No obstante, el camino no está libre de obstáculos. El precio elevado limita su acceso a una élite económica, y la infraestructura urbana aún no está preparada para un tráfico aéreo masivo de vehículos personales. Además, cuestiones como el ruido (cuando las hélices de este tipo de modelos giran a máxima potencia no son precisamente silenciosas), la seguridad en caso de fallo técnico y la convivencia con aviones y helicópteros tradicionales deberán resolverse antes de que este tipo de coches se conviertan en algo cotidiano.
Alef Aeronautics es consciente de ello y ya trabaja en futuros modelos más asequibles, como el Model Z, previsto para 2035, que podría tener un precio mucho más bajo y orientarse a un público más amplio. La empresa también planea colaborar con gobiernos y autoridades locales para definir corredores aéreos seguros y sistemas de control que eviten accidentes.

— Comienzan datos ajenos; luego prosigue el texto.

fn apply_callback_executor(executor: &mut CallbackExecutorConfig, env: &NotifyHubEnv) {
    if let Some(value) = env.callback_executor_workers {
        executor.executor_workers = value;
    }
    if let Some(value) = env.callback_queue_capacity {
        executor.queue_capacity = value;
    }
    if let Some(value) = env.callback_dead_letter_capacity {
        executor.dead_letter_capacity = value;
    }
    if let Some(value) = env.callback_record_ttl_secs {
        executor.record_ttl_secs = value;
    }
    if let Some(value) = env.callback_fire_both {
        executor.fire_both = value;
    }
    apply_callback_retry(&mut executor.retry, env);
}

fn apply_callback_retry(retry: &mut CallbackRetryConfig, env: &NotifyHubEnv) {
    if let Some(value) = env.callback_retry_max_retries {
        retry.max_retries = value;
    }
    if let Some(value) = env.callback_retry_initial_interval_ms {
        retry.initial_interval_ms = value;
    }
    if let Some(value) = env.callback_retry_multiplier {
        retry.multiplier = value;
    }
    if let Some(value) = env.callback_retry_max_interval_ms {
        retry.max_interval_ms = value;
    }
    if let Some(value) = env.callback_retry_jitter {
        retry.jitter = value;
    }
}

fn apply_handle_registry(registry: &mut HandleRegistryConfig, env: &NotifyHubEnv) {
    if let Some(value) = env.handle_registry_capacity {
        registry.capacity = value;
    }
    if let Some(value) = env.handle_registry_ttl_secs {
        registry.ttl_secs = value;
    }
}

fn apply_async_options(options: &mut AsyncOptionDefaults, env: &NotifyHubEnv) {
    if let Some(value) = env.async_default_priority {
        options.default_priority = value;
    }
    if let Some(value) = env.async_default_timeout_ms {
        options.default_timeout_ms = Some(value);
    }
}

struct EnvReader<'a> {
    env: &'a EnvMap,
}
//! Opaque identifier newtypes.

use std::fmt;
use std::sync::Arc;
use uuid::Uuid;

/// Unique identifier for a [`crate::Message`].
///
/// Backed by `Arc<str>` so clones (which happen on every queue hop, handle
/// lookup, and callback dispatch) are a refcount bump rather than an
/// allocation.
#[derive(Debug, Clone, PartialEq, Eq, PartialOrd, Ord, Hash, serde::Serialize, serde::Deserialize)]
#[serde(transparent)]
pub struct MessageId(Arc<str>);

impl MessageId {
    /// Generate a fresh random message id.
    #[must_use]
    pub fn generate() -> Self {
        Self(Arc::from(Uuid::new_v4().to_string()))
    }

    /// Wrap an existing id string.
    pub fn new(value: impl Into<Arc<str>>) -> Self {
        Self(value.into())
    }

    /// Borrow the id as a string slice.
    #[must_use]
    pub fn as_str(&self) -> &str {
        &self.0
    }
}

impl fmt::Display for MessageId {
    fn fmt(&self, formatter: &mut fmt::Formatter<'_>) -> fmt::Result {
        formatter.write_str(&self.0)
    }
}

impl From<&str> for MessageId {
    fn from(value: &str) -> Self {
        Self(Arc::from(value))
    }
}

impl From<String> for MessageId {
    fn from(value: String) -> Self {
        Self(Arc::from(value.as_str()))
    }
}

/// Unique identifier for a [`crate::BatchHandle`].
#[derive(Debug, Clone, PartialEq, Eq, PartialOrd, Ord, Hash, serde::Serialize, serde::Deserialize)]
#[serde(transparent)]
pub struct BatchId(Arc<str>);

impl BatchId {
    /// Generate a fresh random batch id.
    #[must_use]
    pub fn generate() -> Self {
        Self(Arc::from(Uuid::new_v4().to_string()))
    }

    /// Wrap an existing id string.
    pub fn new(value: impl Into<Arc<str>>) -> Self {
        Self(value.into())
    }

    /// Borrow the id as a string slice.
    #[must_use]
    pub fn as_str(&self) -> &str {
        &self.0
    }
}

impl fmt::Display for BatchId {
    fn fmt(&self, formatter: &mut fmt::Formatter<'_>) -> fmt::Result {
        formatter.write_str(&self.0)
    }
}

#[cfg(test)]
mod tests {
    use super::*;

    #[test]
    fn message_id_generate_is_unique() {
        let first = MessageId::generate();
        let second = MessageId::generate();
        assert_ne!(first, second);
    }

    #[test]
    fn message_id_clone_shares_allocation() {
        let id = MessageId::from("abc");
        let clone = id.clone();
        assert_eq!(id, clone);
        assert_eq!(clone.as_str(), "abc");
    }
}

Lo que hace especial al Alef Model A es que, por primera vez, un coche volador parece realmente viable. No es un prototipo extravagante ni un concepto de feria tecnológica: es un vehículo que ha volado en pruebas reales, que cuenta con certificaciones oficiales y que tiene cientos de pedidos en firme. Aunque aún faltan años para verlo circular y volar de manera habitual, el futuro que imaginaban películas como 'Regreso al Futuro' o series como 'Los Supersónicos' está más cerca que nunca.